Despite widespread racism in the United States in the 1960s, their children’s acting school accepted both Black and white students. As a result, the Roberts family would meet another well-known family: the Kings. Yolanda King, the daughter of Martin Luther King Jr. and Coretta Scott King, joined the children’s acting school, and Walter Roberts became her personal acting coach, teaching her everything she needed to know to succeed in the acting field.
Then the unpleasant incident occurred during the premiere of a play in 1965. According to history, school actors were chosen to play the roles of a couple. When Yolanda was cast as the romantic interest of another white actor, complications arose. People would not have it. During the performance, a man went so far as to blow up a car outside the theater. The same man entered the theatre and began throwing objects at the actors onstage, endangering their lives.
To thank Walter Roberts for protecting his daughter Yolanda during the commotion, King and his wife paid the Roberts family’s hospital bills when their daughter Julia Roberts was born on October 28, 1967.
Julia Roberts will never forget this kind gesture. During an interview, she told Gayle King that “the King family paid for my hospital bills.” Coretta Scott King and Martin Luther King Jr. Obviously, because my parents were unable to pay the hospital bill.”

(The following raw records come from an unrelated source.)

//! An interactive front end over [`Interp`] (spec §4.1, §6): accumulates
//! input across lines until the parser reports a complete script, then
//! evaluates it. Snapshotting (`save`/`load`) and `fork` persist the
//! interpreter's *value* state — namespace variables and proc
//! definitions — not its raw object graph, so they round-trip through
//! plain `String` data with `serde`/`postcard` rather than needing
//! `Serialize` impls for `fn` pointers or host-owned foreign payloads.

use indexmap::IndexMap;
use serde::{Deserialize, Serialize};

use crate::{
    command::{self, CommandKind, ProcParam},
    error::EvalError,
    frame::VarSlot,
    interp::Interp,
    namespace::NamespaceId,
    parse::ParseOutcome,
    value::Obj,
};

/// The result of feeding one more line into a session (spec §4.1
/// "Incomplete").
pub enum ReplProgress {
    /// The accumulated input is still an incomplete script; feed another
    /// line.
    NeedsMore,
    /// The accumulated input formed a complete script (or failed to
    /// parse outright), which has now been evaluated.
    Completed(Result<String, EvalError>),
}

/// A REPL session: an [`Interp`] plus whatever partial input is waiting
/// on a closing brace/bracket/quote.
pub struct ReplSession {
    interp: Interp,
    pending: String,
}

impl ReplSession {
    #[must_use]
    pub fn new() -> Self {
        Self { interp: Interp::new(), pending: String::new() }
    }

    #[must_use]
    pub fn interp(&self) -> &Interp {
        &self.interp
    }

    pub fn interp_mut(&mut self) -> &mut Interp {
        &mut self.interp
    }

    /// Appends `line` to the pending buffer and re-parses. Evaluates and
    /// clears the buffer once the parser sees a complete script (or a
    /// definite syntax error, which is surfaced rather than held open
    /// forever).
    pub fn feed_line(&mut self, line: &str) -> ReplProgress {
        if self.pending.is_empty() {
            self.pending.push_str(line);
        } else {
            self.pending.push('\n');
            self.pending.push_str(line);
        }
        match self.interp.parse(&self.pending) {
            ParseOutcome::Incomplete { .. } => ReplProgress::NeedsMore,
            ParseOutcome::Complete(_) | ParseOutcome::Error(_) => {
                let source = std::mem::take(&mut self.pending);
                ReplProgress::Completed(self.interp.eval(&source))
            }
        }
    }

    /// Whether a script is currently being accumulated across lines.
    #[must_use]
    pub fn awaiting_continuation(&self) -> bool {
        !self.pending.is_empty()
    }

    /// Builds an independent session carrying the same variables, procs,
    /// and pending input as this one (spec.md amendment: no named `fork`
    /// operation in the core spec, grounded on the teacher's
    /// `ReplSession::fork`/session-manager idiom for host REPL tooling).
    /// Foreign instances and registered traces are host/runtime state and
    /// do not survive the fork, matching `save`/`load`'s scope below.
    pub fn fork(&self) -> Result<Self, String> {
        Self::load(&self.save()?)
    }

    /// Serializes this session's variables, procs, and pending input to
    /// `postcard` bytes.
    pub fn save(&self) -> Result<Vec<u8>, String> {
        let snapshot = SessionSnapshot::capture(&self.interp, &self.pending);
        postcard::to_allocvec(&snapshot).map_err(|e| format!("session serialization failed: {e}"))
    }

    /// Rebuilds a session from bytes produced by [`Self::save`]: a fresh
    /// [`Interp`] (builtins reinstalled) replayed against the captured
    /// variables and procs.
    pub fn load(bytes: &[u8]) -> Result<Self, String> {
        let snapshot: SessionSnapshot = postcard::from_bytes(bytes).map_err(|e| format!("session deserialization failed: {e}"))?;
        let mut interp = Interp::new();
        snapshot.restore(&mut interp);
        Ok(Self { interp, pending: snapshot.pending })
    }
}

impl Default for ReplSession {
    fn default() -> Self {
        Self::new()
    }
}

#[derive(Serialize, Deserialize)]
struct VarEntry {
    namespace: String,
    name: String,
    value: String,
}

#[derive(Serialize, Deserialize)]
struct ProcEntry {
    namespace: String,
    name: String,
    params: Vec<(String, Option<String>)>,
    body: String,
}

#[derive(Serialize, Deserialize)]
struct SessionSnapshot {
    vars: Vec<VarEntry>,
    procs: Vec<ProcEntry>,
    pending: String,
}

impl SessionSnapshot {
    fn capture(interp: &Interp, pending: &str) -> Self {
        let mut vars = Vec::new();
        let mut procs = Vec::new();
        Self::walk(interp, interp.namespaces.root(), &mut vars, &mut procs);
        Self { vars, procs, pending: pending.to_string() }
    }

    fn walk(interp: &Interp, id: NamespaceId, vars: &mut Vec<VarEntry>, procs: &mut Vec<ProcEntry>) {
        let ns = interp.namespaces.get(id);
        let path = ns.path.clone();
        for (name, slot) in ns.vars.0.borrow().iter() {
            if let VarSlot::Value(value) = slot {
                vars.push(VarEntry { namespace: path.clone(), name: name.clone(), value: value.as_string() });
            }
        }
        for (name, record) in &ns.commands {
            if let CommandKind::Proc { params, body } = &record.kind {
                let params = params.iter().map(|p| (p.name.clone(), p.default.as_ref().map(Obj::as_string))).collect();
                procs.push(ProcEntry { namespace: path.clone(), name: name.clone(), params, body: body.as_string() });
            }
        }
        let children: Vec<NamespaceId> = ns.children.values().copied().collect();
        for child in children {
            Self::walk(interp, child, vars, procs);
        }
    }

    fn restore(&self, interp: &mut Interp) {
        for entry in &self.procs {
            let ns = interp.namespaces.create_path(&entry.namespace);
            let params: Vec<ProcParam> = entry.params.iter().map(|(name, default)| ProcParam { name: name.clone(), default: default.clone().map(Obj::from_string) }).collect();
            command::define_proc(&mut interp.namespaces, &entry.name, ns, params, Obj::from_string(entry.body.clone()));
        }
        for entry in &self.vars {
            let ns = interp.namespaces.create_path(&entry.namespace);
            interp.namespaces.get_mut(ns).vars.0.borrow_mut().insert(entry.name.clone(), VarSlot::Value(Obj::from_string(entry.value.clone())));
        }
    }
}

#[cfg(test)]
mod tests {
    use super::*;

    #[test]
    fn accumulates_until_braces_balance() {
        let mut session = ReplSession::new();
        assert!(matches!(session.feed_line("proc f {} {"), ReplProgress::NeedsMore));
        assert!(matches!(session.feed_line("return ok"), ReplProgress::NeedsMore));
        match session.feed_line("}") {
            ReplProgress::Completed(result) => assert!(result.is_ok()),
            ReplProgress::NeedsMore => panic!("expected the script to complete"),
        }
        assert!(!session.awaiting_continuation());
    }

    #[test]
    fn save_and_load_round_trips_vars_and_procs() {
        let mut session = ReplSession::new();
        session.interp_mut().eval("set greeting hi").unwrap();
        session.interp_mut().eval("proc twice {n} {return $n}").unwrap();
        let bytes = session.save().unwrap();
        let mut restored = ReplSession::load(&bytes).unwrap();
        assert_eq!(restored.interp_mut().eval("set greeting").unwrap(), "hi");
        assert_eq!(restored.interp_mut().eval("twice 5").unwrap(), "5");
    }

    #[test]
    fn fork_produces_independent_session() {
        let mut session = ReplSession::new();
        session.interp_mut().eval("set n 1").unwrap();
        let mut forked = session.fork().unwrap();
        forked.interp_mut().eval("set n 2").unwrap();
        assert_eq!(session.interp_mut().eval("set n").unwrap(), "1");
        assert_eq!(forked.interp_mut().eval("set n").unwrap(), "2");
    }
}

“My parents had a theater school in Atlanta called the Actors and Writers Workshop,” she continued. And one day, Coretta Scott King called my mother and asked if her children could attend the school because they were having difficulty finding a place for them. And my mother says, ‘Sure, come on over.’ So they all became friends and helped us out of a bind.”
The King family’s act of kindness inspired Julia Roberts to use her wealth to help the needy, including children. She is well-known for her charitable contributions to organizations such as UNICEF, the Red Cross, and the American Foundation for AIDS Research. In 1998, she co-narrated the documentary In the Wild: Orangutans with Julia Roberts, which aired on American television to raise awareness for endangered wildlife species.